Phosphorylation-specific CIPK21 antibodies offer powerful insights into activation mechanisms during stress responses. For development of these specialized antibodies, researchers should first identify the key regulatory phosphorylation sites in CIPK21 through mass spectrometry analysis of the protein isolated from plants under normal and stress conditions . Antibodies raised against phosphopeptides containing these sites can then specifically detect activated CIPK21 . Validation requires demonstrating that these antibodies recognize only phosphorylated CIPK21 and not the unphosphorylated form, using both recombinant proteins and plant samples treated with or without phosphatase . Time-course experiments tracking CIPK21 phosphorylation status after stress application can reveal the temporal dynamics of kinase activation in relation to physiological responses and calcium signaling events . Co-immunoprecipitation studies using these phospho-specific antibodies can identify proteins that interact specifically with the activated form of CIPK21, potentially revealing downstream targets .

Why might CIPK21 antibodies show variable results in different subcellular fractions?

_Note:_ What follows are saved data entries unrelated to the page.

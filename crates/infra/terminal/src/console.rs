//! Line-oriented prompt over any async reader.

use std::io::Write;
use tokio::io::{AsyncBufReadExt, AsyncRead, BufReader, Lines};

/// Reads answers line by line and writes prompts to `out`.
pub struct Console<R, W> {
    lines: Lines<BufReader<R>>,
    out: W,
}

impl<R, W> Console<R, W>
where
    R: AsyncRead + Unpin,
    W: Write,
{
    pub fn new(reader: R, out: W) -> Self {
        Self {
            lines: BufReader::new(reader).lines(),
            out,
        }
    }

    /// Prints `label` and reads one trimmed line. `None` at end of input.
    pub async fn ask(&mut self, label: &str) -> std::io::Result<Option<String>> {
        write!(self.out, "{label}: ")?;
        self.out.flush()?;
        let line = self.lines.next_line().await?;
        Ok(line.map(|l| l.trim().to_string()))
    }

    /// Prints one line.
    pub fn say(&mut self, message: &str) -> std::io::Result<()> {
        writeln!(self.out, "{message}")
    }

    pub fn into_output(self) -> W {
        self.out
    }
}
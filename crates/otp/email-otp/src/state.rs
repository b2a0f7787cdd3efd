//! Workflow state and the views handed out to hosts.

use bikego_otp_utils::{CodeEntry, ThrottleState};
use serde::{Deserialize, Serialize};

/// Step of an OTP workflow.
#[derive(Debug, Clone, Copy, PartialEq, Eq, Serialize, Deserialize)]
#[serde(rename_all = "snake_case")]
pub enum WorkflowStep {
    /// Waiting for the first code to be sent (or for a retry after a failed send).
    Dispatching,
    /// Code sent; the user is typing it.
    AwaitingCode,
    /// Code entered; the user is choosing a new password.
    AwaitingNewSecret,
    /// The backend accepted the confirmation.
    Succeeded,
}

impl WorkflowStep {
    /// Returns the string representation.
    pub fn as_str(&self) -> &'static str {
        match self {
            WorkflowStep::Dispatching => "dispatching",
            WorkflowStep::AwaitingCode => "awaiting_code",
            WorkflowStep::AwaitingNewSecret => "awaiting_new_secret",
            WorkflowStep::Succeeded => "succeeded",
        }
    }

    /// True for `Succeeded`.
    pub fn is_terminal(&self) -> bool {
        matches!(self, WorkflowStep::Succeeded)
    }
}

impl std::fmt::Display for WorkflowStep {
    fn fmt(&self, f: &mut std::fmt::Formatter<'_>) -> std::fmt::Result {
        f.write_str(self.as_str())
    }
}

/// Result of a workflow action.
#[derive(Debug, Clone, PartialEq, Eq)]
pub enum StepOutcome {
    /// The action went through; the workflow is now at this step.
    Accepted(WorkflowStep),
    /// Validation or the backend refused; the message is now on display.
    Rejected(String),
    /// The action does not apply right now (wrong step, cooldown, request in flight).
    Ignored,
    /// The workflow was cancelled while the request was in flight; its result was dropped.
    Discarded,
}

impl StepOutcome {
    /// True for `Accepted`.
    pub fn is_accepted(&self) -> bool {
        matches!(self, StepOutcome::Accepted(_))
    }

    /// The rejection message, if any.
    pub fn rejection(&self) -> Option<&str> {
        match self {
            StepOutcome::Rejected(message) => Some(message),
            _ => None,
        }
    }
}

#[derive(Debug, Clone)]
pub(crate) struct WorkflowState {
    pub(crate) step: WorkflowStep,
    pub(crate) code: CodeEntry,
    pub(crate) new_secret: String,
    pub(crate) confirm_secret: String,
    pub(crate) error_message: Option<String>,
    pub(crate) confirming: bool,
}

impl WorkflowState {
    pub(crate) fn new(code_length: usize) -> Self {
        Self {
            step: WorkflowStep::Dispatching,
            code: CodeEntry::new(code_length),
            new_secret: String::new(),
            confirm_secret: String::new(),
            error_message: None,
            confirming: false,
        }
    }

    /// Moves to `step`; errors never survive a transition.
    pub(crate) fn enter(&mut self, step: WorkflowStep) {
        self.step = step;
        self.error_message = None;
    }
}

/// Full copy of a workflow's observable state.
///
/// Passwords take part in equality but are never serialized.
#[derive(Debug, Clone, PartialEq, Eq, Serialize)]
pub struct WorkflowSnapshot {
    /// Email address the code is sent to.
    pub identity: String,
    /// Current step.
    pub step: WorkflowStep,
    /// One entry per cell; empty string for an empty cell.
    pub code: Vec<String>,
    /// Index of the focused cell.
    pub focus: usize,
    /// New password as typed.
    #[serde(skip_serializing)]
    pub new_secret: String,
    /// Password confirmation as typed.
    #[serde(skip_serializing)]
    pub confirm_secret: String,
    /// Message shown to the user, cleared on the next edit or step change.
    pub error_message: Option<String>,
    /// Resend countdown and dispatch flag.
    pub resend: ThrottleState,
    /// True while a confirmation request is in flight.
    pub confirming: bool,
}

impl WorkflowSnapshot {
    pub(crate) fn capture(identity: &str, state: &WorkflowState, resend: ThrottleState) -> Self {
        Self {
            identity: identity.to_string(),
            step: state.step,
            code: state.code.cells(),
            focus: state.code.focus(),
            new_secret: state.new_secret.clone(),
            confirm_secret: state.confirm_secret.clone(),
            error_message: state.error_message.clone(),
            resend,
            confirming: state.confirming,
        }
    }

    /// True when the resend action would be enabled.
    pub fn can_resend(&self) -> bool {
        matches!(
            self.step,
            WorkflowStep::Dispatching | WorkflowStep::AwaitingCode
        ) && self.resend.remaining_seconds == 0
            && !self.resend.is_dispatching
    }

    /// Countdown label as shown next to the resend link, e.g. `00:27`.
    pub fn resend_countdown(&self) -> String {
        let secs = self.resend.remaining_seconds;
        format!("{:02}:{:02}", secs / 60, secs % 60)
    }
}
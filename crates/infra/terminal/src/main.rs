//! bikego-otp binary.

use bikego_terminal::{init_tracing, App, Cli, CliError, Console, TerminalConfig};
use clap::Parser;
use std::process::ExitCode;

#[tokio::main]
async fn main() -> ExitCode {
    let cli = Cli::parse();

    let config = match TerminalConfig::load(&cli.config) {
        Ok(config) => config,
        Err(err) => {
            eprintln!("error: {err}");
            return ExitCode::FAILURE;
        }
    };
    init_tracing(cli.log_level.as_deref().unwrap_or(&config.log_level));

    match run(cli, config).await {
        Ok(()) => ExitCode::SUCCESS,
        Err(CliError::Aborted) => ExitCode::from(130),
        Err(err) => {
            eprintln!("error: {err}");
            ExitCode::FAILURE
        }
    }
}

async fn run(cli: Cli, config: TerminalConfig) -> Result<(), CliError> {
    let app = App::from_config(config)?;
    let mut console = Console::new(tokio::io::stdin(), std::io::stdout());
    app.run(cli.command, &mut console).await
}
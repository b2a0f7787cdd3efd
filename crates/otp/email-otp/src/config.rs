//! Configuration for the email OTP workflow.

use bikego_otp_utils::{
    ThrottleConfig, CODE_LENGTH, DEFAULT_MIN_SECRET_LEN, DEFAULT_RESEND_COOLDOWN_SECS,
};
use serde::{Deserialize, Serialize};
use std::time::Duration;

/// Fallback shown when the first dispatch fails without a message.
pub const SEND_FAILED: &str = "Failed to send OTP. Please try again.";
/// Fallback shown when a manual resend fails without a message.
pub const RESEND_FAILED: &str = "Failed to resend OTP. Please try again.";
/// Fallback shown when a verify-only confirmation fails without a message.
pub const VERIFY_FAILED: &str = "Failed to verify code. Please try again.";
/// Fallback shown when a password reset fails without a message.
pub const RESET_FAILED: &str = "Failed to reset password. Please try again.";

/// Shape of a workflow.
#[derive(Debug, Clone, Copy, PartialEq, Eq)]
pub enum WorkflowKind {
    /// Confirm the code alone (registration).
    VerifyOnly,
    /// Confirm the code together with a new password.
    VerifyAndSetSecret,
}

impl WorkflowKind {
    /// True when the workflow collects a new password.
    pub fn sets_secret(&self) -> bool {
        matches!(self, WorkflowKind::VerifyAndSetSecret)
    }

    /// Fallback message for a failed confirmation.
    pub fn confirm_failed_message(&self) -> &'static str {
        match self {
            WorkflowKind::VerifyOnly => VERIFY_FAILED,
            WorkflowKind::VerifyAndSetSecret => RESET_FAILED,
        }
    }
}

/// The purpose of an OTP.
#[derive(Debug, Clone, Copy, PartialEq, Eq)]
pub enum OtpPurpose {
    /// Activating a freshly registered account.
    Registration,
    /// "Forgot password" from the login page.
    PasswordReset,
    /// "Change password" from the account page.
    ChangePassword,
}

impl OtpPurpose {
    /// Returns the string representation.
    pub fn as_str(&self) -> &'static str {
        match self {
            OtpPurpose::Registration => "registration",
            OtpPurpose::PasswordReset => "password-reset",
            OtpPurpose::ChangePassword => "change-password",
        }
    }

    /// Parses from a string.
    pub fn parse(s: &str) -> Option<Self> {
        match s {
            "registration" => Some(OtpPurpose::Registration),
            "password-reset" => Some(OtpPurpose::PasswordReset),
            "change-password" => Some(OtpPurpose::ChangePassword),
            _ => None,
        }
    }

    /// The workflow shape this purpose needs.
    pub fn kind(&self) -> WorkflowKind {
        match self {
            OtpPurpose::Registration => WorkflowKind::VerifyOnly,
            OtpPurpose::PasswordReset | OtpPurpose::ChangePassword => {
                WorkflowKind::VerifyAndSetSecret
            }
        }
    }
}

/// Configuration for an OTP workflow and its host.
#[derive(Debug, Clone, PartialEq, Eq, Serialize, Deserialize)]
#[serde(default)]
pub struct WorkflowConfig {
    /// Number of code cells. Default: 6.
    pub code_length: usize,
    /// Resend cooldown in seconds. Default: 30.
    pub resend_cooldown_secs: u32,
    /// Length of one countdown step in milliseconds. Default: 1000.
    pub tick_interval_ms: u64,
    /// Minimum new-password length. Default: 6.
    pub min_secret_len: usize,
    /// How long a dialog host shows the success state before closing. Default: 2000.
    pub success_display_delay_ms: u64,
}

impl Default for WorkflowConfig {
    fn default() -> Self {
        Self {
            code_length: CODE_LENGTH,
            resend_cooldown_secs: DEFAULT_RESEND_COOLDOWN_SECS,
            tick_interval_ms: 1000,
            min_secret_len: DEFAULT_MIN_SECRET_LEN,
            success_display_delay_ms: 2000,
        }
    }
}

impl WorkflowConfig {
    /// Creates a new config with default values.
    pub fn new() -> Self {
        Self::default()
    }

    /// Sets the code length.
    pub fn code_length(mut self, length: usize) -> Self {
        self.code_length = length;
        self
    }

    /// Sets the resend cooldown in seconds.
    pub fn resend_cooldown_secs(mut self, seconds: u32) -> Self {
        self.resend_cooldown_secs = seconds;
        self
    }

    /// Sets the countdown step in milliseconds.
    pub fn tick_interval_ms(mut self, millis: u64) -> Self {
        self.tick_interval_ms = millis;
        self
    }

    /// Sets the minimum new-password length.
    pub fn min_secret_len(mut self, length: usize) -> Self {
        self.min_secret_len = length;
        self
    }

    /// Sets the success display delay in milliseconds.
    pub fn success_display_delay_ms(mut self, millis: u64) -> Self {
        self.success_display_delay_ms = millis;
        self
    }

    /// Throttle settings derived from this config.
    pub fn throttle(&self) -> ThrottleConfig {
        ThrottleConfig::new(self.resend_cooldown_secs)
            .with_tick_interval(Duration::from_millis(self.tick_interval_ms.max(1)))
    }

    /// Success display delay as a duration.
    pub fn success_display_delay(&self) -> Duration {
        Duration::from_millis(self.success_display_delay_ms)
    }
}

#[cfg(test)]
mod tests {
    use super::*;

    #[test]
    fn test_defaults() {
        let config = WorkflowConfig::default();
        assert_eq!(config.code_length, 6);
        assert_eq!(config.resend_cooldown_secs, 30);
        assert_eq!(config.min_secret_len, 6);
        assert_eq!(config.throttle().tick_interval, Duration::from_secs(1));
    }

    #[test]
    fn test_builder() {
        let config = WorkflowConfig::new()
            .resend_cooldown_secs(60)
            .tick_interval_ms(0)
            .success_display_delay_ms(500);
        assert_eq!(config.throttle().cooldown_secs, 60);
        assert_eq!(config.throttle().tick_interval, Duration::from_millis(1));
        assert_eq!(config.success_display_delay(), Duration::from_millis(500));
    }

    #[test]
    fn test_partial_deserialize() {
        let config: WorkflowConfig =
            serde_json::from_str(r#"{"resend_cooldown_secs": 45}"#).unwrap();
        assert_eq!(config.resend_cooldown_secs, 45);
        assert_eq!(config.code_length, 6);
    }

    #[test]
    fn test_purpose_round_trip() {
        for purpose in [
            OtpPurpose::Registration,
            OtpPurpose::PasswordReset,
            OtpPurpose::ChangePassword,
        ] {
            assert_eq!(OtpPurpose::parse(purpose.as_str()), Some(purpose));
        }
        assert_eq!(OtpPurpose::Registration.kind(), WorkflowKind::VerifyOnly);
        assert!(OtpPurpose::ChangePassword.kind().sets_secret());
    }
}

Variability in CIPK21 antibody performance across subcellular fractions can stem from multiple factors. The dynamic localization of CIPK21 between cytosol and tonoplast depending on stress conditions and CBL interactions creates naturally varying concentrations that may appear as inconsistent detection . Extraction protocols significantly impact results—harsh detergents may denature the epitope in membrane fractions, while insufficient solubilization can reduce protein recovery from tonoplast-associated CIPK21 . Post-translational modifications, particularly phosphorylation states that change during stress responses, may alter epitope accessibility in different cellular compartments . The presence of interacting proteins like CBL2 and CBL3 can mask antibody binding sites when CIPK21 is in complex at the tonoplast . This issue appears more pronounced in tonoplast fractions under salt stress conditions when CIPK21 preferentially localizes there . Researchers should optimize extraction buffers with appropriate detergents (0.5-1% Triton X-100) and include phosphatase inhibitors to maintain epitope integrity across all fractions .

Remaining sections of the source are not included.